Quem é Rei nunca perde a majestade
Rosa Pena
para meu amigo Reynaldo Vieira Motta.
Estou puta contigo. Se não podia ficar, por que veio?
Chegou assim de repente, com o pretexto de ter adorado o Pretextos. Veio com a Billie, o vinho, o riso, a cerveja mais gelada, a picanha mais macia, o porre sem hora. Veio com histórias que me renderam outras, como a de que não existe ex-amor, mas sim amor que se viveu! Que família grande é uma suruba mental onde é foda em cima de foda e depois todo mundo ceia junto no Natal! Que amor é malhação e ódio é sedentarismo! Você e os filmes do Woody, aliás, vocês sempre foram parecidos, na ironia com astenia, no romantismo com quimioterapia, até na troca da Diane Keaton: — Pisaram no tomate!
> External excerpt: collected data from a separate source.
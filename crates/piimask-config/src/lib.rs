use serde::{Deserialize, Serialize};
use std::path::{Path, PathBuf};

/// Configuration for piimask
#[derive(Debug, Clone, Serialize, Deserialize)]
pub struct Config {
    #[serde(default)]
    pub classifier: ClassifierConfig,

    #[serde(default)]
    pub export: ExportConfig,
}

/// Which classifier to use
#[derive(Debug, Clone, Copy, PartialEq, Eq, Serialize, Deserialize)]
#[serde(rename_all = "snake_case")]
pub enum Backend {
    /// Remote `/analyze` endpoint
    Http,
    /// Built-in regex recognizers
    Pattern,
}

#[derive(Debug, Clone, Serialize, Deserialize)]
pub struct ClassifierConfig {
    #[serde(default = "default_backend")]
    pub backend: Backend,

    #[serde(default = "default_endpoint")]
    pub endpoint: String,

    /// Minimum score for a detection to be kept
    #[serde(default = "default_threshold")]
    pub threshold: f64,

    #[serde(default = "default_timeout_secs")]
    pub timeout_secs: u64,
}

#[derive(Debug, Clone, Serialize, Deserialize)]
pub struct ExportConfig {
    #[serde(default = "default_file_name")]
    pub file_name: String,
}

impl Default for Config {
    fn default() -> Self {
        Self {
            classifier: ClassifierConfig::default(),
            export: ExportConfig::default(),
        }
    }
}

impl Default for ClassifierConfig {
    fn default() -> Self {
        Self {
            backend: default_backend(),
            endpoint: default_endpoint(),
            threshold: default_threshold(),
            timeout_secs: default_timeout_secs(),
        }
    }
}

impl Default for ExportConfig {
    fn default() -> Self {
        Self {
            file_name: default_file_name(),
        }
    }
}

fn default_backend() -> Backend {
    Backend::Http
}

fn default_endpoint() -> String {
    "http://127.0.0.1:8000/analyze".to_string()
}

fn default_threshold() -> f64 {
    0.6
}

fn default_timeout_secs() -> u64 {
    30
}

fn default_file_name() -> String {
    "pii_results.json".to_string()
}

impl Config {
    /// Load config from default location or create default if not found
    pub fn load() -> anyhow::Result<Self> {
        let path = Self::config_path();

        if path.exists() {
            Self::load_from(&path)
        } else {
            // Create default config file
            let config = Config::default();
            if let Some(parent) = path.parent() {
                std::fs::create_dir_all(parent)?;
            }
            let content = toml::to_string_pretty(&config)?;
            std::fs::write(&path, content)?;
            Ok(config)
        }
    }

    /// Load config from an explicit path
    pub fn load_from(path: &Path) -> anyhow::Result<Self> {
        let content = std::fs::read_to_string(path)?;
        let config: Config = toml::from_str(&content)?;
        config.validate()?;
        Ok(config)
    }

    pub fn validate(&self) -> anyhow::Result<()> {
        if !(0.0..=1.0).contains(&self.classifier.threshold) {
            anyhow::bail!(
                "classifier.threshold must be between 0 and 1, got {}",
                self.classifier.threshold
            );
        }
        if self.classifier.timeout_secs == 0 {
            anyhow::bail!("classifier.timeout_secs must be positive");
        }
        Ok(())
    }

    /// Get config file path
    pub fn config_path() -> PathBuf {
        if let Some(dirs) = directories::ProjectDirs::from("com", "piimask", "piimask") {
            dirs.config_dir().join("config.toml")
        } else {
            PathBuf::from("~/.piimask/config.toml")
        }
    }
}
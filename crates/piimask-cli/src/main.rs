mod cli;
mod commands;

use anyhow::Result;
use clap::{CommandFactory, Parser};
use piimask_config::{Backend, Config};

use crate::cli::{BackendArg, Cli, Commands};

#[tokio::main]
async fn main() -> Result<()> {
    // Initialize tracing
    tracing_subscriber::fmt()
        .with_env_filter(
            tracing_subscriber::EnvFilter::try_from_default_env()
                .unwrap_or_else(|_| tracing_subscriber::EnvFilter::new("info")),
        )
        .with_writer(std::io::stderr)
        .init();

    let cli = Cli::parse();

    if let Commands::Completions { shell } = cli.command {
        clap_complete::generate(shell, &mut Cli::command(), "piimask", &mut std::io::stdout());
        return Ok(());
    }

    let config = load_config(&cli)?;

    match cli.command {
        Commands::Analyze {
            source,
            format,
            no_table,
        } => commands::analyze::analyze(&config, &source, format, !no_table).await,
        Commands::Mask {
            source,
            format,
            no_table,
        } => commands::analyze::mask(&config, &source, format, !no_table).await,
        Commands::Export {
            source,
            masked,
            output,
        } => commands::export::handle(&config, &source, masked, output).await,
        Commands::Shell { format } => commands::shell::run(&config, format).await,
        Commands::Completions { .. } => Ok(()),
    }
}

/// Config file plus command-line overrides.
fn load_config(cli: &Cli) -> Result<Config> {
    let mut config = match &cli.config {
        Some(path) => Config::load_from(path)?,
        None => Config::load()?,
    };

    if let Some(backend) = cli.backend {
        config.classifier.backend = match backend {
            BackendArg::Http => Backend::Http,
            BackendArg::Pattern => Backend::Pattern,
        };
    }
    if let Some(endpoint) = &cli.endpoint {
        config.classifier.endpoint = endpoint.clone();
    }
    if let Some(threshold) = cli.threshold {
        config.classifier.threshold = threshold;
    }

    config.validate()?;
    Ok(config)
}
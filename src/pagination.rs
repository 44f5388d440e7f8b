//! Pagination parameters and the envelope's pagination block.

use serde::{Deserialize, Serialize};

/// Pagination query parameters
#[derive(Debug, Clone, Deserialize, Default)]
pub struct PaginationParams {
    /// Page number (1-indexed)
    pub page: Option<u64>,

    /// Items per page
    pub limit: Option<u64>,
}

impl PaginationParams {
    /// Items per page when the query string omits `limit`
    pub const DEFAULT_LIMIT: u64 = 20;

    /// Maximum allowed items per page
    pub const MAX_LIMIT: u64 = 100;

    /// Returns the page (1-indexed, minimum 1)
    pub fn page(&self) -> u64 {
        self.page.unwrap_or(1).max(1)
    }

    /// Returns the clamped limit value
    pub fn limit(&self) -> u64 {
        self.limit
            .unwrap_or(Self::DEFAULT_LIMIT)
            .clamp(1, Self::MAX_LIMIT)
    }

    /// Calculate SQL OFFSET
    pub fn offset(&self) -> u64 {
        (self.page() - 1) * self.limit()
    }

    /// Build the pagination block for an envelope
    pub fn meta(&self, total: u64) -> PaginationMeta {
        PaginationMeta::new(self.page(), self.limit(), total)
    }
}

/// The `pagination` block of a paginated envelope.
#[derive(Debug, Clone, Serialize)]
#[serde(rename_all = "camelCase")]
pub struct PaginationMeta {
    pub page: u64,
    pub limit: u64,
    pub total: u64,
    pub total_pages: u64,
}

impl PaginationMeta {
    /// Precondition: `limit > 0`.
    pub fn new(page: u64, limit: u64, total: u64) -> Self {
        Self {
            page,
            limit,
            total,
            total_pages: total.div_ceil(limit),
        }
    }
}
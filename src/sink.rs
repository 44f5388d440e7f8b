//! The response sink seam.
//!
//! A sink is anything that can take a status code and emit a JSON body.
//! The formatter only ever writes to it.

use axum::{
    http::StatusCode,
    response::{IntoResponse, Response},
    Json,
};
use serde::Serialize;

/// Capability over an HTTP response object: set a status code, then
/// serialize and emit a JSON body.
pub trait ResponseSink: Sized {
    /// What emitting the body produces (e.g. an HTTP response).
    type Output;

    fn set_status(self, status: StatusCode) -> Self;

    fn write_json<T: Serialize>(self, body: &T) -> Self::Output;
}

/// Sink adapter over axum's response machinery.
///
/// Stages the status code (200 until set) and finishes by building an
/// `axum::response::Response` from the status and the JSON body.
#[derive(Debug, Clone, Copy, Default)]
pub struct AxumSink {
    status: StatusCode,
}

impl AxumSink {
    pub fn new() -> Self {
        Self::default()
    }
}

impl ResponseSink for AxumSink {
    type Output = Response;

    fn set_status(mut self, status: StatusCode) -> Self {
        self.status = status;
        self
    }

    fn write_json<T: Serialize>(self, body: &T) -> Response {
        (self.status, Json(body)).into_response()
    }
}

#[cfg(test)]
mod tests {
    use super::*;
    use serde_json::json;

    #[test]
    fn test_axum_sink_defaults_to_ok() {
        let response = AxumSink::new().write_json(&json!({"ping": "pong"}));
        assert_eq!(response.status(), StatusCode::OK);
    }

    #[test]
    fn test_axum_sink_applies_staged_status() {
        let response = AxumSink::new()
            .set_status(StatusCode::IM_A_TEAPOT)
            .write_json(&json!({}));
        assert_eq!(response.status(), StatusCode::IM_A_TEAPOT);
    }

    #[test]
    fn test_axum_sink_emits_json_content_type() {
        let response = AxumSink::new().write_json(&json!({"ok": true}));
        let content_type = response
            .headers()
            .get(axum::http::header::CONTENT_TYPE)
            .unwrap();
        assert_eq!(content_type, "application/json");
    }
}
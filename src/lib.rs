//! Standardized JSON response envelopes for axum services.
//!
//! Every response carries the same body shape: a `success` flag, a
//! human-readable `message`, optional `data`/`details`/`error` payloads, an
//! optional `pagination` block, and the HTTP `status` mirrored into the
//! body. The [`reply`] module holds the formatter operations, generic over
//! the [`ResponseSink`] seam; [`AxumSink`] adapts them to axum, and
//! [`ApiError`] lets fallible handlers answer through the same envelopes.
//!
//! ```no_run
//! use api_envelope::{reply, AxumSink};
//! use axum::response::Response;
//! use serde_json::json;
//!
//! async fn show_widget() -> Response {
//!     reply::success(
//!         AxumSink::new(),
//!         reply::SUCCESS_MESSAGE,
//!         Some(json!({"id": 42})),
//!         None,
//!     )
//! }
//! ```

pub mod envelope;
pub mod error;
pub mod pagination;
pub mod reply;
pub mod sink;

pub use envelope::Envelope;
pub use error::{ApiError, ApiResult};
pub use pagination::{PaginationMeta, PaginationParams};
pub use sink::{AxumSink, ResponseSink};
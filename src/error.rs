//! Unified API error handling
//!
//! `ApiError` lets handlers bail with `?` and still answer with the
//! standard envelope shape.

use axum::{
    http::StatusCode,
    response::{IntoResponse, Response},
};
use thiserror::Error;

use crate::reply;
use crate::sink::AxumSink;

#[derive(Debug, Error)]
pub enum ApiError {
    #[error("bad request: {0}")]
    BadRequest(String),

    #[error("unauthorized: {0}")]
    Unauthorized(String),

    #[error("forbidden: {0}")]
    Forbidden(String),

    #[error("not found: {0}")]
    NotFound(String),

    #[error("validation failed: {0}")]
    Validation(String),

    #[error("internal server error")]
    Internal(#[from] anyhow::Error),
}

impl ApiError {
    pub fn status_code(&self) -> StatusCode {
        match self {
            Self::BadRequest(_) => StatusCode::BAD_REQUEST,
            Self::Unauthorized(_) => StatusCode::UNAUTHORIZED,
            Self::Forbidden(_) => StatusCode::FORBIDDEN,
            Self::NotFound(_) => StatusCode::NOT_FOUND,
            Self::Validation(_) => StatusCode::UNPROCESSABLE_ENTITY,
            Self::Internal(_) => StatusCode::INTERNAL_SERVER_ERROR,
        }
    }
}

impl IntoResponse for ApiError {
    fn into_response(self) -> Response {
        // Log internal errors with full detail; the body never carries it
        match &self {
            Self::Internal(e) => {
                tracing::error!(error = ?e, "internal server error");
            }
            _ => {
                tracing::warn!(error = %self, "api error");
            }
        }

        let sink = AxumSink::new();
        match self {
            Self::BadRequest(msg) => reply::client_error(sink, msg, None, None),
            Self::Unauthorized(msg) => reply::unauthorized(sink, msg),
            Self::Forbidden(msg) => reply::forbidden(sink, msg),
            Self::NotFound(msg) => reply::not_found(sink, msg),
            Self::Validation(msg) => reply::validation_error(sink, msg, None),
            Self::Internal(_) => reply::server_error(
                sink,
                reply::FALLBACK_ERROR_MESSAGE,
                reply::SERVER_ERROR_MESSAGE,
            ),
        }
    }
}

pub type ApiResult<T> = Result<T, ApiError>;
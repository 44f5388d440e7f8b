//! The standard response body shape.

use axum::{
    http::StatusCode,
    response::{IntoResponse, Response},
    Json,
};
use serde::Serialize;

use crate::pagination::PaginationMeta;

/// The JSON body every formatter operation emits.
///
/// Optional fields are omitted from the wire when absent. `status` mirrors
/// the HTTP status code the response is sent with.
#[derive(Debug, Clone, Serialize)]
pub struct Envelope {
    pub success: bool,
    pub message: String,
    #[serde(skip_serializing_if = "Option::is_none")]
    pub data: Option<serde_json::Value>,
    #[serde(skip_serializing_if = "Option::is_none")]
    pub details: Option<serde_json::Value>,
    #[serde(skip_serializing_if = "Option::is_none")]
    pub error: Option<String>,
    #[serde(skip_serializing_if = "Option::is_none")]
    pub pagination: Option<PaginationMeta>,
    pub status: u16,
}

impl Envelope {
    /// A success envelope with the given message and status.
    pub fn ok(message: impl Into<String>, status: StatusCode) -> Self {
        Self::new(true, message, status)
    }

    /// A failure envelope with the given message and status.
    pub fn err(message: impl Into<String>, status: StatusCode) -> Self {
        Self::new(false, message, status)
    }

    fn new(success: bool, message: impl Into<String>, status: StatusCode) -> Self {
        Self {
            success,
            message: message.into(),
            data: None,
            details: None,
            error: None,
            pagination: None,
            status: status.as_u16(),
        }
    }

    pub fn with_data(mut self, data: serde_json::Value) -> Self {
        self.data = Some(data);
        self
    }

    pub fn with_details(mut self, details: serde_json::Value) -> Self {
        self.details = Some(details);
        self
    }

    pub fn with_error(mut self, error: impl Into<String>) -> Self {
        self.error = Some(error.into());
        self
    }

    pub fn with_pagination(mut self, pagination: PaginationMeta) -> Self {
        self.pagination = Some(pagination);
        self
    }

    /// The HTTP status this envelope was built for.
    pub fn status_code(&self) -> StatusCode {
        StatusCode::from_u16(self.status).unwrap_or(StatusCode::INTERNAL_SERVER_ERROR)
    }
}

impl IntoResponse for Envelope {
    fn into_response(self) -> Response {
        (self.status_code(), Json(&self)).into_response()
    }
}

#[cfg(test)]
mod tests {
    use super::*;
    use serde_json::json;

    #[test]
    fn test_absent_optional_fields_are_omitted() {
        let body = serde_json::to_value(Envelope::ok("Operation Successful", StatusCode::OK))
            .unwrap();
        assert_eq!(
            body,
            json!({"success": true, "message": "Operation Successful", "status": 200})
        );
    }

    #[test]
    fn test_field_order_matches_wire_contract() {
        let json = serde_json::to_string(
            &Envelope::ok("ok", StatusCode::OK).with_data(json!({"id": 1})),
        )
        .unwrap();
        assert!(json.starts_with(r#"{"success":true,"message":"ok","data""#));
        assert!(json.ends_with(r#""status":200}"#));
    }

    #[test]
    fn test_error_envelope_carries_details() {
        let body = serde_json::to_value(
            Envelope::err("Validation Failed", StatusCode::UNPROCESSABLE_ENTITY)
                .with_details(json!({"field": "email"})),
        )
        .unwrap();
        assert_eq!(body["success"], json!(false));
        assert_eq!(body["details"], json!({"field": "email"}));
        assert_eq!(body["status"], json!(422));
    }

    #[test]
    fn test_status_code_round_trips() {
        let envelope = Envelope::err("gone", StatusCode::NOT_FOUND);
        assert_eq!(envelope.status_code(), StatusCode::NOT_FOUND);
    }

    #[test]
    fn test_repeated_serialization_is_byte_identical() {
        let envelope = Envelope::ok("ok", StatusCode::OK).with_data(json!([1, 2, 3]));
        let first = serde_json::to_vec(&envelope).unwrap();
        let second = serde_json::to_vec(&envelope).unwrap();
        assert_eq!(first, second);
    }
}
use std::{collections::HashMap, sync::Arc};

use rand::rngs::StdRng;
use serde::{Deserialize, Serialize};
use tokio::sync::{Mutex, RwLock};
use tracing::{debug, info};

use super::{GameSession, GameView, GuessError, GuessOutcome};
use crate::{wordle::Word, words_list::WordsList};

#[derive(Clone, Debug, PartialEq, Eq, Hash, Serialize, Deserialize)]
#[serde(transparent)]
pub struct PlayerId(String);

impl PlayerId {
    pub fn new(id: impl Into<String>) -> Self {
        Self(id.into())
    }
}

impl From<&str> for PlayerId {
    fn from(value: &str) -> Self {
        Self::new(value)
    }
}

impl std::fmt::Display for PlayerId {
    fn fmt(&self, f: &mut std::fmt::Formatter<'_>) -> std::fmt::Result {
        f.write_str(&self.0)
    }
}

type Session = Arc<RwLock<GameSession>>;

/// Every player's game, keyed by player.
///
/// Each game has its own lock: guesses and resets for one player are applied
/// one at a time, reads can overlap, and players never wait on each other
/// beyond the brief map lookup.
#[derive(Clone, Debug)]
pub struct Sessions {
    games: Arc<RwLock<HashMap<PlayerId, Session>>>,
    words: Arc<WordsList>,
    rng: Arc<Mutex<StdRng>>,
}

impl Sessions {
    pub fn new(words: Arc<WordsList>, rng: StdRng) -> Self {
        Self {
            games: Arc::default(),
            words,
            rng: Arc::new(Mutex::new(rng)),
        }
    }

    pub fn words(&self) -> &WordsList {
        &self.words
    }

    async fn random_answer(&self) -> Word {
        let mut rng = self.rng.lock().await;
        self.words.random_answer(&mut *rng)
    }

    async fn get(&self, player: &PlayerId) -> Option<Session> {
        let guard = self.games.read().await;
        guard.get(player).cloned()
    }

    /// The player's game, starting one if they don't have one yet.
    pub async fn get_or_start(&self, player: &PlayerId) -> Arc<RwLock<GameSession>> {
        if let Some(session) = self.get(player).await {
            return session;
        }

        let answer = self.random_answer().await;
        let mut guard = self.games.write().await;
        guard
            .entry(player.clone())
            .or_insert_with(|| {
                debug!(%player, "starting first game");
                Arc::new(RwLock::new(GameSession::new(answer)))
            })
            .clone()
    }

    #[tracing::instrument(skip(self), fields(%player))]
    pub async fn new_game(&self, player: &PlayerId) {
        let answer = self.random_answer().await;

        let mut guard = self.games.write().await;
        if let Some(session) = guard.get(player).cloned() {
            drop(guard);
            session.write().await.new_game(answer);
        } else {
            guard.insert(
                player.clone(),
                Arc::new(RwLock::new(GameSession::new(answer))),
            );
        }

        info!("new game started");
    }

    #[tracing::instrument(skip(self), fields(%player))]
    pub async fn submit_guess(
        &self,
        player: &PlayerId,
        guess: &str,
    ) -> Result<GuessOutcome, GuessError> {
        let session = self.get_or_start(player).await;
        let mut game = session.write().await;

        let outcome = game.submit(guess, &self.words)?;

        if outcome.is_over {
            info!(
                won = outcome.is_won,
                num_guesses = game.guesses().len(),
                "game finished"
            );
        }

        Ok(outcome)
    }

    /// A player without a game sees an empty one that isn't over.
    pub async fn state(&self, player: &PlayerId) -> GameView {
        match self.get(player).await {
            Some(session) => session.read().await.view(),
            None => GameView::default(),
        }
    }

    pub async fn remove(&self, player: &PlayerId) {
        let mut guard = self.games.write().await;
        guard.remove(player);
    }

    pub async fn len(&self) -> usize {
        self.games.read().await.len()
    }

    pub async fn is_empty(&self) -> bool {
        self.len().await == 0
    }
}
Quanta conversa fiada, quando dizia que não se corre para não assustar o tempo. Você correu!
Estou muito puta contigo. Se não podia ficar, por que veio?
Ah! Era para eu acreditar que flores brotam quando regadas a uísque? Que, com humor, o pé sujo da esquina fica superior à Broadway? Que o verdadeiro sanduíche Bauru nasceu na sua cobertura do Grajaú? Que tsunami não é calamidade, a humanidade sim, é a detentora do troféu.
Estou mais do que puta contigo! Partiu com a desdita.
Vê se pelo menos carrega a bateria de seu celular em alguma estrela e liga daí! São Jorge dá área de cobertura em noite de lua cheia. Aproveita e bota a Billie na linha. Talvez, assim, eu até consiga te desculpar por essa viuvez imposta ao lado esquerdo do meu peito. Mas no fundo eu sabia que você partiria de fininho como chegou. Sem dramas no final da linha. Maldito cerol hepático que cortou a sua pipa.
Não vou chorar, não e não! Você sempre preferiu quatro casamentos a um funeral. E antes que algum arcanjo me dedure eu aviso: bendigo cada dia que estivemos juntos para sabermos com perfeição o que Vinicius dizia no soneto do Amigo... "Enfim, depois de tanto erro passado. Tantas retaliações, tanto perigo. Eis que ressurge noutro o velho amigo".
Agora chegou a vez da rainha Holiday. Vai fundo, meu rei.